La bibliothèque libre.
Sauter à la navigation Sauter à la recherche

List2.svg Pour les autres éditions de ce texte, voir Le Loup et le Héron.

◄◄◄ Fables d’Ésope
Traduction d’Émile Chambry
►►►

224


LE LOUP ET LE HÉRON


Un loup, ayant avalé un os, allait partout cherchant qui le débarrasserait de son mal. Il rencontra un héron, et lui demanda moyennant salaire d’enlever l’os. Alors le héron descendit sa tête dans le gosier du loup, retira l’os, puis réclama le salaire convenu. « Hé ! l’ami, répondit le loup, ne te suffit-il pas d’avoir retiré ta tête saine et sauve de la gueule du loup, et te faut-il encore un salaire ? »

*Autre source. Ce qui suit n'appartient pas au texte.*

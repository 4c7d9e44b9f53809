//! End-to-end export runs over real files: a SQLite source database, the
//! file-stream sink, and a JSON checkpoint on disk.

use drover::config::{DroverConfig, ExportConfig, SinkConfig, SourceConfig};
use drover::{
    Exporter, FileStreamTransport, JsonFileCheckpointStore, RetryPolicy, RunOutcome,
    ShutdownCoordinator, SinkWriter, SqliteSource,
};
use sqlx::sqlite::{SqliteConnectOptions, SqlitePoolOptions};
use std::collections::HashMap;
use std::io::Write;
use std::path::{Path, PathBuf};
use tempfile::TempDir;

async fn seed_users(db: &Path, ids: std::ops::RangeInclusive<i64>) {
    let options = SqliteConnectOptions::new()
        .filename(db)
        .create_if_missing(true);
    let pool = SqlitePoolOptions::new()
        .max_connections(1)
        .connect_with(options)
        .await
        .unwrap();

    sqlx::query("CREATE TABLE IF NOT EXISTS users (id INTEGER PRIMARY KEY, name TEXT, score REAL)")
        .execute(&pool)
        .await
        .unwrap();

    for id in ids {
        sqlx::query("INSERT INTO users (id, name, score) VALUES (?, ?, ?)")
            .bind(id)
            .bind(format!("user-{}", id))
            .bind(id as f64 / 2.0)
            .execute(&pool)
            .await
            .unwrap();
    }

    pool.close().await;
}

struct Env {
    _dir: TempDir,
    db: PathBuf,
    sink_dir: PathBuf,
    checkpoint: PathBuf,
}

impl Env {
    fn new() -> Self {
        let dir = TempDir::new().unwrap();
        let db = dir.path().join("source.db");
        let sink_dir = dir.path().join("stream");
        let checkpoint = dir.path().join("checkpoint.json");
        Self {
            _dir: dir,
            db,
            sink_dir,
            checkpoint,
        }
    }

    fn config(&self, batch_size: usize, total_records: u64) -> DroverConfig {
        let mut config = DroverConfig::default();
        config.source = SourceConfig {
            database_url: format!("sqlite://{}", self.db.display()),
            table: "users".to_string(),
            query: None,
            order_column: "id".to_string(),
            username: None,
            password: None,
        };
        config.sink = SinkConfig {
            directory: self.sink_dir.display().to_string(),
            topic: "users".to_string(),
            client_id: "integration-test".to_string(),
            partitions: 2,
        };
        config.export = ExportConfig {
            batch_size,
            total_records,
            checkpoint_file: self.checkpoint.display().to_string(),
        };
        config
    }

    async fn run(&self, config: &DroverConfig) -> RunOutcome {
        let source = SqliteSource::connect(&config.source).await.unwrap();
        let transport = FileStreamTransport::new(
            Path::new(&config.sink.directory),
            &config.sink.topic,
            &config.sink.client_id,
            config.sink.partitions,
        )
        .await
        .unwrap();
        let store = JsonFileCheckpointStore::new(&config.export.checkpoint_file);
        let shutdown = ShutdownCoordinator::new();
        let writer = SinkWriter::new(transport, RetryPolicy::from(&config.retry), shutdown.clone());
        let mut exporter = Exporter::new(source, writer, store, config.export.clone(), shutdown);

        exporter.run().await.unwrap()
    }

    /// Every envelope across all partition files, keyed by record key
    fn delivered(&self, config: &DroverConfig) -> HashMap<String, serde_json::Value> {
        let mut seen = HashMap::new();
        for partition in 0..config.sink.partitions {
            let path = Path::new(&config.sink.directory)
                .join(format!("{}-{}.ndjson", config.sink.topic, partition));
            if !path.exists() {
                continue;
            }
            for line in std::fs::read_to_string(&path).unwrap().lines() {
                let envelope: serde_json::Value = serde_json::from_str(line).unwrap();
                let key = envelope["key"].as_str().unwrap().to_string();
                let previous = seen.insert(key.clone(), envelope["value"].clone());
                assert!(previous.is_none(), "key {} delivered twice", key);
            }
        }
        seen
    }

    fn checkpoint_json(&self) -> serde_json::Value {
        serde_json::from_str(&std::fs::read_to_string(&self.checkpoint).unwrap()).unwrap()
    }
}

#[tokio::test]
async fn test_full_export_run() {
    let env = Env::new();
    seed_users(&env.db, 1..=10).await;
    let config = env.config(4, 10);

    let outcome = env.run(&config).await;
    assert_eq!(outcome, RunOutcome::Completed);

    // Checkpoint on disk carries the sealed run in its stable field names.
    let checkpoint = env.checkpoint_json();
    assert_eq!(checkpoint["lastProcessedOffset"], 10);
    assert_eq!(checkpoint["batchesProcessed"], 3);
    assert_eq!(checkpoint["recordsProcessed"], 10);
    assert_eq!(checkpoint["completed"], true);
    assert!(checkpoint.get("errorMessage").is_none());

    // Every row arrived exactly once, with its column values intact.
    let delivered = env.delivered(&config);
    assert_eq!(delivered.len(), 10);
    for id in 1..=10 {
        let value = &delivered[&id.to_string()];
        assert_eq!(value["id"], id);
        assert_eq!(value["name"], format!("user-{}", id));
    }
}

#[tokio::test]
async fn test_config_file_drives_a_run() {
    let env = Env::new();
    seed_users(&env.db, 1..=6).await;

    let toml_path = env._dir.path().join("drover.toml");
    let mut file = std::fs::File::create(&toml_path).unwrap();
    write!(
        file,
        r#"
[source]
database_url = "sqlite://{db}"
table = "users"

[sink]
directory = "{sink}"
topic = "users"
partitions = 2

[export]
batch_size = 3
total_records = 6
checkpoint_file = "{checkpoint}"
"#,
        db = env.db.display(),
        sink = env.sink_dir.display(),
        checkpoint = env.checkpoint.display(),
    )
    .unwrap();

    let config = DroverConfig::load(&toml_path).unwrap();
    let outcome = env.run(&config).await;

    assert_eq!(outcome, RunOutcome::Completed);
    assert_eq!(env.delivered(&config).len(), 6);
}

#[tokio::test]
async fn test_resume_picks_up_where_the_last_run_stopped() {
    let env = Env::new();
    seed_users(&env.db, 1..=4).await;
    let config = env.config(4, 10);

    // First run drains the 4 available rows and stops short of the target.
    let outcome = env.run(&config).await;
    assert_eq!(outcome, RunOutcome::SourceExhausted);

    let checkpoint = env.checkpoint_json();
    assert_eq!(checkpoint["recordsProcessed"], 4);
    assert_eq!(checkpoint["completed"], false);
    assert!(checkpoint.get("errorMessage").is_none());

    // More rows land, and a second run finishes the job from offset 4.
    seed_users(&env.db, 5..=10).await;
    let outcome = env.run(&config).await;
    assert_eq!(outcome, RunOutcome::Completed);

    let checkpoint = env.checkpoint_json();
    assert_eq!(checkpoint["lastProcessedOffset"], 10);
    assert_eq!(checkpoint["recordsProcessed"], 10);
    assert_eq!(checkpoint["completed"], true);

    // No row was exported twice across the two runs.
    let delivered = env.delivered(&config);
    assert_eq!(delivered.len(), 10);
}

#[tokio::test]
async fn test_completed_checkpoint_blocks_further_runs() {
    let env = Env::new();
    seed_users(&env.db, 1..=5).await;
    let config = env.config(5, 5);

    assert_eq!(env.run(&config).await, RunOutcome::Completed);
    assert_eq!(env.run(&config).await, RunOutcome::AlreadyCompleted);

    // The second run sent nothing: still exactly one envelope per row.
    assert_eq!(env.delivered(&config).len(), 5);
}

#[tokio::test]
async fn test_corrupt_checkpoint_restarts_from_scratch() {
    let env = Env::new();
    seed_users(&env.db, 1..=5).await;
    let config = env.config(5, 5);

    std::fs::write(&env.checkpoint, "{ definitely not json").unwrap();

    let outcome = env.run(&config).await;
    assert_eq!(outcome, RunOutcome::Completed);

    let checkpoint = env.checkpoint_json();
    assert_eq!(checkpoint["recordsProcessed"], 5);
    assert_eq!(checkpoint["completed"], true);
}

Cette fable montre que le plus grand service qu’on puisse attendre de la reconnaissance des méchants, c’est qu’à l’ingratitude ils n’ajoutent pas l’injustice.

224
Λύκος καὶ ἐρωδιός.

Λύκος καταπιὼν ὀστοῦν περιῄει τὸν ἰασόμενον αὐτὸν ζητῶν. Περιτυχὼν δὲ ἐρωδιῷ, τοῦτον παρεκάλει ἐπὶ μισθῷ τὸ ὀστοῦν ἐκβαλεῖν. Κἀκεῖνος καθεὶς τὴν ἑαυτοῦ κεφαλὴν εἰς τὴν φάρυγγα αὐτοῦ τὸ ὀστοῦν ἐξέσπασε καὶ τὸν ὡμολογημένον μισθὸν ἀπῄτει. Ὁ δὲ ὑποτυχὼν εἶπεν· « Ὦ οὗτος, οὐκ ἀγαπᾷς ἐκ λύκου στόματος σώαν τὴν κεφαλὴν ἐξενεγκών, ἀλλὰ καὶ μισθὸν ἀπαιτεῖς; »

Ὁ λόγος δηλοῖ ὅτι μεγίστη παρὰ τοῖς πονηροῖς εὐεργεσίας ἀμοιβὴ τὸ μὴ προσαδικεῖσθαι ὑπ᾿ αὐτῶν.